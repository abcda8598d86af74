//! Test runner I/O boundary interfaces
//!
//! This module defines trait-based abstractions for the two operations that touch the outside world:
//! - Fixture discovery (directory listing)
//! - Case execution (spawn the program under test, capture its streams, read the expected output)
//!
//! The orchestration in `test_runner` only talks to these traits, so it can be driven with scripted listings and
//! results in tests.

use std::fs::{self, File};
use std::path::{Path, PathBuf};
use std::process::{Command, Stdio};
use std::time::Duration;

use ctest_core::{ExecutionResult, FixtureError, FixturePair, FixturePattern};
use encoding_rs::Encoding;
use miette::Diagnostic;
use thiserror::Error;

use crate::config::{ConfigError, HarnessConfig};
use crate::process::run_captured;

/// Errors that abort a whole test run.
///
/// Per-case problems (wrong output, bad exit code, missing expected-output file) are never errors; they become
/// failing verdicts.
#[derive(Debug, Error, Diagnostic)]
pub enum HarnessError {
    #[error(transparent)]
    #[diagnostic(code(ctest::config), help("check ctestconfig.json against the documented keys"))]
    Config(#[from] ConfigError),

    #[error("{0}")]
    #[diagnostic(
        code(ctest::fixture_pattern),
        help("`fixtureNamePattern` needs three groups capturing `pos|neg`, the sequence number and `in|out`")
    )]
    Fixture(#[from] FixtureError),

    #[error("unknown text encoding `{0}`")]
    #[diagnostic(code(ctest::encoding), help("use a WHATWG encoding label such as `utf-8` or `windows-1251`"))]
    UnknownEncoding(String),

    #[error("{what} is not valid {encoding}")]
    #[diagnostic(
        code(ctest::decode),
        help("the fixtures or the program output do not match `textEncoding`")
    )]
    Decode { what: String, encoding: &'static str },

    #[error("failed to list tests directory `{path}`")]
    #[diagnostic(code(ctest::io))]
    ReadDir {
        path: PathBuf,
        #[source]
        source: std::io::Error,
    },

    #[error("failed to read fixture `{path}`")]
    #[diagnostic(code(ctest::io))]
    ReadFixture {
        path: PathBuf,
        #[source]
        source: std::io::Error,
    },

    #[error("failed to run `{path}`")]
    #[diagnostic(code(ctest::spawn), help("was the program built successfully?"))]
    Spawn {
        path: PathBuf,
        #[source]
        source: std::io::Error,
    },
}

/// The parts of [`HarnessConfig`] a test run needs, validated once up front.
#[derive(Debug, Clone)]
pub struct HarnessSettings {
    pub pattern: FixturePattern,
    pub encoding: &'static Encoding,
    pub timeout: Option<Duration>,
}

impl HarnessSettings {
    /// Compile the fixture pattern and resolve the encoding label.
    ///
    /// ## Errors
    /// Any pattern or encoding problem; these are reported before a single case runs.
    pub fn from_config(config: &HarnessConfig) -> Result<Self, HarnessError> {
        let pattern = FixturePattern::new(&config.fixture_name_pattern)?;
        let encoding = Encoding::for_label(config.text_encoding.trim().as_bytes())
            .ok_or_else(|| HarnessError::UnknownEncoding(config.text_encoding.clone()))?;
        Ok(Self {
            pattern,
            encoding,
            timeout: config.timeout,
        })
    }
}

/// Decode `bytes` strictly; malformed input is a fatal [`HarnessError::Decode`].
pub fn decode_text(
    encoding: &'static Encoding,
    bytes: &[u8],
    what: impl FnOnce() -> String,
) -> Result<String, HarnessError> {
    encoding
        .decode_without_bom_handling_and_without_replacement(bytes)
        .map(|text| text.into_owned())
        .ok_or_else(|| HarnessError::Decode {
            what: what(),
            encoding: encoding.name(),
        })
}

// ============================================================================
// Fixture Discovery Interface
// ============================================================================

/// List the candidate fixture files in a tests directory.
pub trait FixtureDiscovery {
    /// File names (not paths) in `dir`, in iteration order.
    fn list_file_names(&self, dir: &Path) -> Result<Vec<String>, HarnessError>;
}

/// Filesystem-backed discovery.
pub struct DirectoryDiscovery;

impl FixtureDiscovery for DirectoryDiscovery {
    fn list_file_names(&self, dir: &Path) -> Result<Vec<String>, HarnessError> {
        let read_dir = |source: std::io::Error| HarnessError::ReadDir {
            path: dir.to_path_buf(),
            source,
        };
        let mut names = Vec::new();
        for entry in fs::read_dir(dir).map_err(read_dir)? {
            let entry = entry.map_err(read_dir)?;
            match entry.file_name().into_string() {
                Ok(name) => names.push(name),
                // A name that is not UTF-8 can never match the pattern.
                Err(name) => tracing::debug!(?name, "skipping non UTF-8 file name"),
            }
        }
        Ok(names)
    }
}

// ============================================================================
// Case Executor Interface
// ============================================================================

/// Run the program under test against one fixture pair.
///
/// Implementations report [`HarnessError::ReadFixture`] only before the program has been started, so the runner can
/// record the case as not run without losing captured output.
pub trait CaseExecutor {
    fn execute(
        &self,
        executable: &Path,
        pair: &FixturePair,
        settings: &HarnessSettings,
    ) -> Result<ExecutionResult, HarnessError>;
}

/// Spawns the executable as a fresh process per case.
pub struct ProcessExecutor;

impl CaseExecutor for ProcessExecutor {
    #[tracing::instrument(skip_all, fields(kind = %pair.kind, sequence = %pair.sequence))]
    fn execute(
        &self,
        executable: &Path,
        pair: &FixturePair,
        settings: &HarnessSettings,
    ) -> Result<ExecutionResult, HarnessError> {
        // Fixtures first: a `ReadFixture` error means the program never ran.
        let expected_bytes = fs::read(&pair.expected_output_path).map_err(|source| HarnessError::ReadFixture {
            path: pair.expected_output_path.clone(),
            source,
        })?;
        let input = File::open(&pair.input_path).map_err(|source| HarnessError::ReadFixture {
            path: pair.input_path.clone(),
            source,
        })?;

        let captured = run_captured(Command::new(executable), Stdio::from(input), settings.timeout).map_err(
            |source| HarnessError::Spawn {
                path: executable.to_path_buf(),
                source,
            },
        )?;
        tracing::debug!(exit_code = captured.exit_code, timed_out = captured.timed_out, "case finished");

        let stdout = decode_text(settings.encoding, &captured.stdout, || {
            format!("standard output of {} {}", pair.kind, pair.sequence)
        })?;
        let stderr = decode_text(settings.encoding, &captured.stderr, || {
            format!("standard error of {} {}", pair.kind, pair.sequence)
        })?;

        let expected_output = decode_text(settings.encoding, &expected_bytes, || {
            format!("`{}`", pair.expected_output_path.display())
        })?;

        Ok(ExecutionResult {
            exit_code: captured.exit_code,
            stdout,
            stderr,
            expected_output,
            timed_out_after: settings.timeout.filter(|_| captured.timed_out),
        })
    }
}
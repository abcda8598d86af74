//! Compile the program under test.

use std::path::{Path, PathBuf};
use std::process::{Command, Stdio};

use thiserror::Error;

use crate::config::HarnessConfig;
use crate::process::run_captured;

/// Errors raised by the build step.
#[derive(Debug, Error)]
pub enum BuildError {
    #[error("failed to start compiler `{compiler}`")]
    Spawn {
        compiler: String,
        #[source]
        source: std::io::Error,
    },

    #[error("`{compiler}` exited with code {exit_code}")]
    Failed {
        compiler: String,
        exit_code: i32,
        /// Everything the compiler printed
        output: String,
    },
}

/// A successful build.
#[derive(Debug, Clone, PartialEq, Eq)]
pub struct BuildOutput {
    pub executable: PathBuf,
    /// Compiler output (usually warnings), possibly empty
    pub diagnostics: String,
}

/// Executable produced for `source`: same stem, `.exe` extension, next to the source.
///
/// A bare file name is anchored to the current directory so spawning it never falls back to a `PATH` lookup.
pub fn executable_path(source: &Path) -> PathBuf {
    let executable = source.with_extension("exe");
    match executable.parent() {
        Some(parent) if !parent.as_os_str().is_empty() => executable,
        _ => Path::new(".").join(executable),
    }
}

/// Compile `source` with the configured compiler.
///
/// ## Errors
/// [`BuildError::Spawn`] if the compiler cannot be started, [`BuildError::Failed`] if it exits non-zero.
#[tracing::instrument(skip_all, fields(source = %source.display(), compiler = %config.compiler))]
pub fn build(source: &Path, config: &HarnessConfig) -> Result<BuildOutput, BuildError> {
    let executable = executable_path(source);

    let mut command = Command::new(&config.compiler);
    command.args(&config.compiler_args).arg("-o").arg(&executable).arg(source);
    tracing::debug!(args = ?config.compiler_args, executable = %executable.display(), "invoking compiler");

    let output = run_captured(command, Stdio::null(), None).map_err(|source| BuildError::Spawn {
        compiler: config.compiler.clone(),
        source,
    })?;

    let mut diagnostics = String::from_utf8_lossy(&output.stdout).into_owned();
    diagnostics.push_str(&String::from_utf8_lossy(&output.stderr));

    if !output.success() {
        return Err(BuildError::Failed {
            compiler: config.compiler.clone(),
            exit_code: output.exit_code,
            output: diagnostics,
        });
    }

    Ok(BuildOutput {
        executable,
        diagnostics,
    })
}
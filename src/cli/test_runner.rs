//! Test runner implementation
//!
//! Discover → pair → (run → judge)* → aggregate → report, strictly sequential. Every case is an independent
//! transaction: its outcome never affects whether or how the next case runs, and there is no retry.
//!
//! ## I/O Boundaries
//!
//! Directory listing and process execution go through the traits in `test_interfaces.rs`; reporting goes through
//! `TestReporter` in `report.rs`. Default implementations are `DirectoryDiscovery`, `ProcessExecutor` and
//! `ConsoleReporter`.

use std::path::Path;
use std::time::Instant;

use ctest_core::{FixtureKind, FixturePair, Pairing, Verdict, pair_fixtures};

use super::report::{Report, ReportAggregator, RunSummary, TestReporter};
use super::test_interfaces::{CaseExecutor, FixtureDiscovery, HarnessError, HarnessSettings};

/// Everything a finished run produced.
#[derive(Debug)]
pub struct RunOutcome {
    pub report: Report,
    pub summary: RunSummary,
}

/// Run every fixture in `tests_dir` against `executable`.
///
/// ## Errors
///
/// Only run-level problems abort: an unreadable tests directory, a naming-pattern error (raised while pairing, so
/// before any case executes), an executable that cannot be spawned, or output that does not decode with the
/// configured encoding. Wrong output, wrong exit codes, missing expected-output files and unreadable fixtures are
/// recorded as failing verdicts.
#[tracing::instrument(skip_all, fields(executable = %executable.display(), tests_dir = %tests_dir.display()))]
pub fn run_fixtures<D, E, R>(
    executable: &Path,
    tests_dir: &Path,
    settings: &HarnessSettings,
    discovery: &D,
    executor: &E,
    reporter: &mut R,
) -> Result<RunOutcome, HarnessError>
where
    D: FixtureDiscovery + ?Sized,
    E: CaseExecutor + ?Sized,
    R: TestReporter + ?Sized,
{
    let start_time = Instant::now();

    reporter.on_discovery_start(tests_dir);
    let listing = discovery.list_file_names(tests_dir)?;
    let pairings = pair_fixtures(&settings.pattern, tests_dir, &listing)?;

    let positive = pairings.iter().filter(|p| p.kind() == FixtureKind::Positive).count();
    reporter.on_collection_complete(positive, pairings.len() - positive);
    tracing::debug!(files = listing.len(), cases = pairings.len(), "fixtures collected");

    let mut aggregator = ReportAggregator::new();
    for pairing in pairings {
        reporter.on_case_start(pairing.kind(), pairing.sequence());
        let verdict = match pairing {
            Pairing::Paired(pair) => run_case(executable, &pair, settings, executor)?,
            Pairing::Unpaired(unpaired) => {
                tracing::warn!(
                    input = %unpaired.input_path.display(),
                    "no expected output for input fixture"
                );
                Verdict::missing_expected_output(&unpaired)
            }
        };
        reporter.on_case_complete(&verdict);
        aggregator.record(verdict);
    }

    let report = aggregator.finish();
    let summary = RunSummary {
        total: report.total(),
        passed: report.passed(),
        failed: report.failed(),
        duration: start_time.elapsed(),
    };
    reporter.on_run_complete(&report, &summary);

    Ok(RunOutcome { report, summary })
}

fn run_case<E: CaseExecutor + ?Sized>(
    executable: &Path,
    pair: &FixturePair,
    settings: &HarnessSettings,
    executor: &E,
) -> Result<Verdict, HarnessError> {
    match executor.execute(executable, pair, settings) {
        Ok(result) => Ok(Verdict::from_execution(pair.kind, pair.sequence.clone(), result)),
        Err(HarnessError::ReadFixture { path, source }) => Ok(Verdict::not_run(
            pair.kind,
            pair.sequence.clone(),
            format!("failed to read `{}`: {source}", path.display()),
        )),
        Err(e) => Err(e),
    }
}

// ============================================================================
// Tests
// ============================================================================
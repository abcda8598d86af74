//! Provide the pure fixture vocabulary and decision rules for the `ctest` harness.
//!
//! This crate is intentionally small. It owns everything about a test run that can be decided without touching the
//! filesystem or spawning a process:
//! - parsing fixture file names into typed identities ([`FixturePattern`], [`FixtureName`]),
//! - grouping a directory listing into input/expected-output pairs ([`pair_fixtures`]),
//! - the pass/fail rule for a captured execution ([`judge`], [`Verdict`]).
//!
//! ## Notes
//!
//! - **No IO**: callers hand in file names and captured output; this crate never reads a file or spawns a child.
//! - Kind and role tokens are parsed into closed enums at the matcher boundary. Any other captured token is a
//!   configuration error ([`FixtureError`]), never a per-file skip.

pub mod errors;
pub mod fixture;
pub mod pairing;
pub mod verdict;

pub use errors::FixtureError;
pub use fixture::{DEFAULT_FIXTURE_PATTERN, FixtureKind, FixtureMatch, FixtureName, FixturePattern, FixtureRole, Sequence};
pub use pairing::{FixturePair, Pairing, UnpairedInput, pair_fixtures};
pub use verdict::{ExecutionResult, FailureDetail, Verdict, judge, trim_output};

= = = =

EXERCISE DETAILS: Wherever the word "stdout" appears in a line of the data, copy that line.

SOLUTION:
        let stdout = decode_text(settings.encoding, &captured.stdout, || {
            stdout,
    let mut diagnostics = String::from_utf8_lossy(&output.stdout).into_owned();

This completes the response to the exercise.